Subway force

Undercover female cops sent to battle rising sex crimes on NYC transit

Robert Stolarik/The New York Times


The NYPD announced on Monday that it’s been deploying female undercover cops to battle an uptick in sex crimes on the New York City transit system. As of April, each transit plainclothes team targeting subway assailants now has two female officers who are approaching victims when they see a sex crime occur, and even taking their statements on the platform to save time. “These crimes take a serious emotional and physical toll on victims, the majority of whom are women,” said Chief Joseph Fox, head of the department’s transit bureau, adding, “We know they’re more comfortable with female police officers.” So far, there have been 343 sex offenses in the subway system this year, 7.5 percent more than at the same time in 2014, with crimes ranging from sex assaults and gropings to public lewdness.
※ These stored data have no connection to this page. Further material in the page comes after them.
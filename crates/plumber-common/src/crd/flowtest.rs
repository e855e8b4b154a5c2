//! FlowTest CRD types
//!
//! A FlowTest replays `sentMessages` as if they were emitted by
//! `referencePod` and reports which match rules and filter stages of
//! `referenceFlow` let them through.

use kube::{CustomResource, ResourceExt};
use schemars::JsonSchema;
use serde::{Deserialize, Serialize};

use crate::labels::Owner;

// =============================================================================
// Phase
// =============================================================================

/// Lifecycle phase of a FlowTest
///
/// An absent phase means the FlowTest has not been seen by the controller.
#[derive(Clone, Copy, Debug, Deserialize, Serialize, JsonSchema, PartialEq, Eq)]
pub enum FlowTestPhase {
    /// Finalizer attached, waiting for provisioning
    Created,
    /// Slices deployed, verification in progress
    Running,
    /// Verification finished (all passed or timed out)
    Completed,
    /// Provisioning failed
    Error,
}

impl std::fmt::Display for FlowTestPhase {
    fn fmt(&self, f: &mut std::fmt::Formatter<'_>) -> std::fmt::Result {
        match self {
            Self::Created => write!(f, "Created"),
            Self::Running => write!(f, "Running"),
            Self::Completed => write!(f, "Completed"),
            Self::Error => write!(f, "Error"),
        }
    }
}

// =============================================================================
// Spec
// =============================================================================

/// Reference to an existing object by kind and namespaced name
#[derive(Clone, Debug, Default, Deserialize, Serialize, JsonSchema, PartialEq)]
pub struct ReferenceObject {
    /// Object kind (`Pod`, `Flow` or `ClusterFlow`)
    #[serde(default)]
    pub kind: String,
    /// Object name
    pub name: String,
    /// Object namespace
    pub namespace: String,
}

/// Pipeline test request
#[derive(CustomResource, Clone, Debug, Default, Deserialize, Serialize, JsonSchema, PartialEq)]
#[kube(
    group = "loggingpipelineplumber.isala.me",
    version = "v1beta1",
    kind = "FlowTest",
    plural = "flowtests",
    shortname = "ft",
    namespaced,
    status = "FlowTestStatus",
    printcolumn = r#"{"name":"ReferencePod","type":"string","jsonPath":".spec.referencePod.name"}"#,
    printcolumn = r#"{"name":"ReferenceFlow","type":"string","jsonPath":".spec.referenceFlow.name"}"#,
    printcolumn = r#"{"name":"Status","type":"string","jsonPath":".status.status"}"#,
    printcolumn = r#"{"name":"Age","type":"date","jsonPath":".metadata.creationTimestamp"}"#
)]
#[serde(rename_all = "camelCase")]
pub struct FlowTestSpec {
    /// Pod whose container, labels and node placement the simulation copies
    pub reference_pod: ReferenceObject,

    /// Flow or ClusterFlow under test
    pub reference_flow: ReferenceObject,

    /// Log lines replayed by the simulation pod
    #[serde(default)]
    pub sent_messages: Vec<String>,
}

// =============================================================================
// Status
// =============================================================================

/// Observed state of a FlowTest
///
/// `match_status[i]` / `filter_status[i]` track the i-th match rule / filter
/// stage of the reference pipeline as it was when the test was provisioned.
#[derive(Clone, Debug, Default, Deserialize, Serialize, JsonSchema, PartialEq)]
#[serde(rename_all = "camelCase")]
pub struct FlowTestStatus {
    /// Current phase
    #[serde(default, skip_serializing_if = "Option::is_none")]
    pub status: Option<FlowTestPhase>,

    /// Pass flag per reference match rule
    #[serde(default, skip_serializing_if = "Vec::is_empty")]
    pub match_status: Vec<bool>,

    /// Pass flag per reference filter stage
    #[serde(default, skip_serializing_if = "Vec::is_empty")]
    pub filter_status: Vec<bool>,
}

impl FlowTestStatus {
    /// Status with only the phase set
    ///
    /// Serializes without the arrays, so a merge patch leaves them untouched.
    pub fn phase(phase: FlowTestPhase) -> Self {
        Self {
            status: Some(phase),
            ..Default::default()
        }
    }

    /// Fresh, all-false tracking arrays sized to the reference pipeline
    pub fn allocated(phase: FlowTestPhase, matches: usize, filters: usize) -> Self {
        Self {
            status: Some(phase),
            match_status: vec![false; matches],
            filter_status: vec![false; filters],
        }
    }

    /// True when every tracked entry has passed
    ///
    /// Vacuously true for a pipeline with no match rules and no filters.
    pub fn all_passed(&self) -> bool {
        self.match_status.iter().chain(&self.filter_status).all(|p| *p)
    }
}

impl FlowTest {
    /// Current phase, `None` if the controller has not touched this object
    pub fn phase(&self) -> Option<FlowTestPhase> {
        self.status.as_ref().and_then(|s| s.status)
    }

    /// Ownership identity used for labels, `None` until the API server assigns a UID
    pub fn owner(&self) -> Option<Owner<'_>> {
        Some(Owner {
            name: self.metadata.name.as_deref()?,
            uid: self.metadata.uid.as_deref()?,
        })
    }

    /// Whether deletion has been requested
    pub fn is_deleting(&self) -> bool {
        self.metadata.deletion_timestamp.is_some()
    }

    /// Whether the given finalizer is present
    pub fn has_finalizer(&self, finalizer: &str) -> bool {
        self.finalizers().iter().any(|f| f == finalizer)
    }
}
Surprisingly, almost 60 percent of the incidents the NYPD investigated in 2014 were actually witnessed by a police officer first-hand who then arrested the assailants. “While the number of times an officer is able to intervene in these cases may seem high, it demonstrates a troubling fact,” Fox said. “Many sex offenses continue to go unreported.” Part of the rise in sex crimes could be attributed to more victims and witnesses coming forward. Last fall, the MTA launched a campaign to encourage people to report any sexual misconduct on the subway, and officials have since then learned of more than 200 incidents, which are all investigated by transit detectives.